Efficient dehydration of primary amides to nitriles catalyzed by phosphorus‐chalcogen chelated iron hydrides.

A series of phosphorus‐chalcogen chelated hydrido iron (II) complexes 1–7, (o‐(R'2P)‐p‐R‐C6H4Y)FeH (PMe3)3 (1: R = H, R' = Ph, Y = O; 2: R = Me, R' = Ph, Y = O; 3: R = H, R' = iPr, Y = O; 4: R = Me, R' = iPr, Y = O; 5: R = H, R' = Ph, Y = S; 6: R = Me, R' = Ph, Y = S; 7: R = H, R' = Ph, Y = Se), were synthesized. The catalytic performances of 1–7 for dehydration of amides to nitriles were explored by comparing three factors: (1) different chalcogen coordination atoms Y; (2) R' group of the phosphine moiety; (3) R substituent group at the phenyl ring. It is confirmed that 5 with S as coordination atom has the best catalytic activity and 7 with Se as coordination atom has the poorest catalytic activity among complexes 1, 5 and 7. Electron‐rich complex 4 is the best catalyst among the seven complexes and the dehydration reaction was completed by using 2 mol% catalyst loading at 60 °C with 24 hr in the presence of (EtO)3SiH in THF. Catalyst 4 has good tolerance to many functional groups.
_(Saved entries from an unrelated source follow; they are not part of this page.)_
//! Mission board cache.
//!
//! Missions are indexed twice: by slot number (primary) and by mission id.
//! A progress update may carry either key; slot number is tried first.

use std::collections::{BTreeMap, BTreeSet, HashMap};

use delve_net::messages::{
    MilestoneState, MissionList, MissionProgress, MissionRecord, MissionStatus, MissionSummary,
};

/// Milestone rewards for the current reset window.
#[derive(Debug, Clone, Default, PartialEq)]
pub struct Milestones {
    pub completed_count: u32,
    pub claimed: BTreeSet<u32>,
    pub reset_at: u64,
}

impl From<MilestoneState> for Milestones {
    fn from(state: MilestoneState) -> Self {
        Self {
            completed_count: state.completed_count,
            claimed: state.claimed_milestones.into_iter().collect(),
            reset_at: state.reset_at,
        }
    }
}

/// Current missions, aggregates, milestones and ad counters.
#[derive(Debug, Clone, Default, PartialEq)]
pub struct MissionBoard {
    by_slot: BTreeMap<u32, MissionRecord>,
    slot_of_mission: HashMap<u32, u32>,
    summary: MissionSummary,
    milestones: Milestones,
    ad_counts: BTreeMap<String, u32>,
}

impl MissionBoard {
    pub fn by_slot(&self, slot_no: u32) -> Option<&MissionRecord> {
        self.by_slot.get(&slot_no)
    }

    pub fn by_mission_id(&self, mission_id: u32) -> Option<&MissionRecord> {
        self.slot_of_mission
            .get(&mission_id)
            .and_then(|slot| self.by_slot.get(slot))
    }

    /// Missions in slot order.
    pub fn iter(&self) -> impl Iterator<Item = &MissionRecord> {
        self.by_slot.values()
    }

    pub fn len(&self) -> usize {
        self.by_slot.len()
    }

    pub fn is_empty(&self) -> bool {
        self.by_slot.is_empty()
    }

    pub fn summary(&self) -> &MissionSummary {
        &self.summary
    }

    pub fn milestones(&self) -> &Milestones {
        &self.milestones
    }

    pub fn ad_count(&self, ad_type: &str) -> u32 {
        self.ad_counts.get(ad_type).copied().unwrap_or(0)
    }

    pub fn ad_counts(&self) -> &BTreeMap<String, u32> {
        &self.ad_counts
    }

    /// Missions ready to claim.
    pub fn claimable(&self) -> impl Iterator<Item = &MissionRecord> {
        self.by_slot
            .values()
            .filter(|m| m.status == MissionStatus::Completed)
    }

    /// Full replace of the board.
    pub(crate) fn apply_list(&mut self, list: MissionList) {
        self.by_slot.clear();
        self.slot_of_mission.clear();
        for mission in list.missions {
            self.upsert(mission);
        }
        self.summary = list.summary;
        self.milestones = list.milestones.into();
        self.ad_counts = list.ad_counts;
    }

    /// Apply a progress update. Returns `false` if neither key resolves.
    pub(crate) fn apply_progress(&mut self, progress: &MissionProgress) -> bool {
        let slot = progress
            .slot_no
            .filter(|slot| self.by_slot.contains_key(slot))
            .or_else(|| self.slot_of_mission.get(&progress.mission_id).copied());

        let Some(mission) = slot.and_then(|slot| self.by_slot.get_mut(&slot)) else {
            tracing::debug!(
                slot_no = ?progress.slot_no,
                mission_id = progress.mission_id,
                "progress for unknown mission ignored"
            );
            return false;
        };

        let was_completed = mission.status != MissionStatus::InProgress;
        mission.current_value = progress.current_value;
        mission.status = progress.status;
        if !was_completed && mission.status == MissionStatus::Completed {
            self.summary.completed_count = self.summary.completed_count.saturating_add(1);
        }
        true
    }

    /// Replace one mission (claim or reroll result).
    pub(crate) fn apply_mission(&mut self, mission: MissionRecord) {
        self.upsert(mission);
    }

    pub(crate) fn apply_reroll_counts(&mut self, used: u32, free: u32) {
        self.summary.rerolls_used = used;
        self.summary.rerolls_free = free;
    }

    pub(crate) fn apply_milestone_claimed(&mut self, milestone: u32) {
        self.milestones.claimed.insert(milestone);
    }

    pub(crate) fn apply_ad_count(&mut self, ad_type: String, count_today: u32) {
        self.ad_counts.insert(ad_type, count_today);
    }

    /// Both indices name each mission at most once: a mission id that moves
    /// to another slot vacates its old slot.
    fn upsert(&mut self, mission: MissionRecord) {
        if let Some(old) = self.by_slot.get(&mission.slot_no)
            && old.mission_id != mission.mission_id
        {
            self.slot_of_mission.remove(&old.mission_id);
        }
        if let Some(previous_slot) = self.slot_of_mission.get(&mission.mission_id).copied()
            && previous_slot != mission.slot_no
        {
            self.by_slot.remove(&previous_slot);
        }
        self.slot_of_mission
            .insert(mission.mission_id, mission.slot_no);
        self.by_slot.insert(mission.slot_no, mission);
    }
}

#[cfg(test)]
mod tests {
    use super::*;

    fn mission(slot_no: u32, mission_id: u32) -> MissionRecord {
        MissionRecord {
            slot_no,
            mission_id,
            current_value: 0,
            target_value: 10,
            status: MissionStatus::InProgress,
        }
    }

    fn board() -> MissionBoard {
        let mut board = MissionBoard::default();
        board.apply_list(MissionList {
            missions: vec![mission(1, 100), mission(2, 200)],
            summary: MissionSummary {
                rerolls_free: 3,
                ..MissionSummary::default()
            },
            milestones: MilestoneState {
                completed_count: 0,
                claimed_milestones: vec![5],
                reset_at: 1_000,
            },
            ad_counts: BTreeMap::from([("reroll".to_string(), 1)]),
        });
        board
    }

    fn progress(slot_no: Option<u32>, mission_id: u32, value: u64) -> MissionProgress {
        MissionProgress {
            slot_no,
            mission_id,
            current_value: value,
            status: MissionStatus::InProgress,
        }
    }

    #[test]
    fn test_list_builds_both_indices() {
        let board = board();
        assert_eq!(board.len(), 2);
        assert_eq!(board.by_slot(2).unwrap().mission_id, 200);
        assert_eq!(board.by_mission_id(100).unwrap().slot_no, 1);
        assert!(board.milestones().claimed.contains(&5));
        assert_eq!(board.ad_count("reroll"), 1);
        assert_eq!(board.ad_count("other"), 0);
    }

    #[test]
    fn test_same_list_twice_is_idempotent() {
        let once = board();
        let mut twice = once.clone();
        twice.apply_list(MissionList {
            missions: vec![mission(1, 100), mission(2, 200)],
            summary: MissionSummary {
                rerolls_free: 3,
                ..MissionSummary::default()
            },
            milestones: MilestoneState {
                completed_count: 0,
                claimed_milestones: vec![5],
                reset_at: 1_000,
            },
            ad_counts: BTreeMap::from([("reroll".to_string(), 1)]),
        });
        assert_eq!(once, twice);
    }

    #[test]
    fn test_progress_resolves_by_slot_first() {
        let mut board = board();
        // Slot 2 wins even though mission id 100 lives in slot 1.
        assert!(board.apply_progress(&progress(Some(2), 100, 7)));
        assert_eq!(board.by_slot(2).unwrap().current_value, 7);
        assert_eq!(board.by_slot(1).unwrap().current_value, 0);
    }

    #[test]
    fn test_progress_falls_back_to_mission_id() {
        let mut board = board();
        assert!(board.apply_progress(&progress(None, 200, 4)));
        assert!(board.apply_progress(&progress(Some(9), 100, 6)));
        assert_eq!(board.by_slot(2).unwrap().current_value, 4);
        assert_eq!(board.by_slot(1).unwrap().current_value, 6);
    }

    #[test]
    fn test_progress_for_unknown_mission_is_ignored() {
        let mut board = board();
        let before = board.clone();
        assert!(!board.apply_progress(&progress(Some(9), 999, 1)));
        assert_eq!(board, before);
    }

    #[test]
    fn test_completion_bumps_completed_count_once() {
        let mut board = board();
        let done = MissionProgress {
            status: MissionStatus::Completed,
            ..progress(Some(1), 100, 10)
        };
        board.apply_progress(&done);
        board.apply_progress(&done);
        assert_eq!(board.summary().completed_count, 1);
        assert_eq!(board.claimable().count(), 1);
    }

    #[test]
    fn test_completed_count_saturates() {
        let mut board = board();
        board.summary.completed_count = u32::MAX;
        let done = MissionProgress {
            status: MissionStatus::Completed,
            ..progress(Some(1), 100, 10)
        };
        assert!(board.apply_progress(&done));
        assert_eq!(board.summary().completed_count, u32::MAX);
    }

    #[test]
    fn test_mission_moving_slots_vacates_old_slot() {
        let mut board = board();
        board.apply_mission(mission(3, 100));

        assert!(board.by_slot(1).is_none());
        assert_eq!(board.by_mission_id(100).unwrap().slot_no, 3);
        assert_eq!(board.len(), 2);

        // Progress keyed by the vacated slot falls back to the live record.
        assert!(board.apply_progress(&progress(Some(1), 100, 8)));
        assert_eq!(board.by_slot(3).unwrap().current_value, 8);
    }

    #[test]
    fn test_reroll_replaces_mission_and_reindexes() {
        let mut board = board();
        board.apply_mission(mission(1, 300));
        board.apply_reroll_counts(1, 2);

        assert!(board.by_mission_id(100).is_none());
        assert_eq!(board.by_mission_id(300).unwrap().slot_no, 1);
        assert_eq!(board.summary().rerolls_used, 1);
        assert_eq!(board.summary().rerolls_free, 2);
    }

    #[test]
    fn test_milestone_and_ad_updates() {
        let mut board = board();
        board.apply_milestone_claimed(10);
        board.apply_ad_count("reroll".to_string(), 2);
        assert_eq!(
            board.milestones().claimed.iter().copied().collect::<Vec<_>>(),
            vec![5, 10]
        );
        assert_eq!(board.ad_count("reroll"), 2);
    }
}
Among the seven iron complexes, new complexes 3 and 4 were obtained via the O‐H bond activation of the preligands o‐iPr2P(C6H4)OH and o‐iPr2P‐p‐Me‐(C6H4)OH by Fe(PMe3)4. Both 3 and 4 were characterized by spectroscopic methods and X‐ray diffraction analysis. The catalytic mechanism was experimentally studied and also proposed. [ABSTRACT FROM AUTHOR]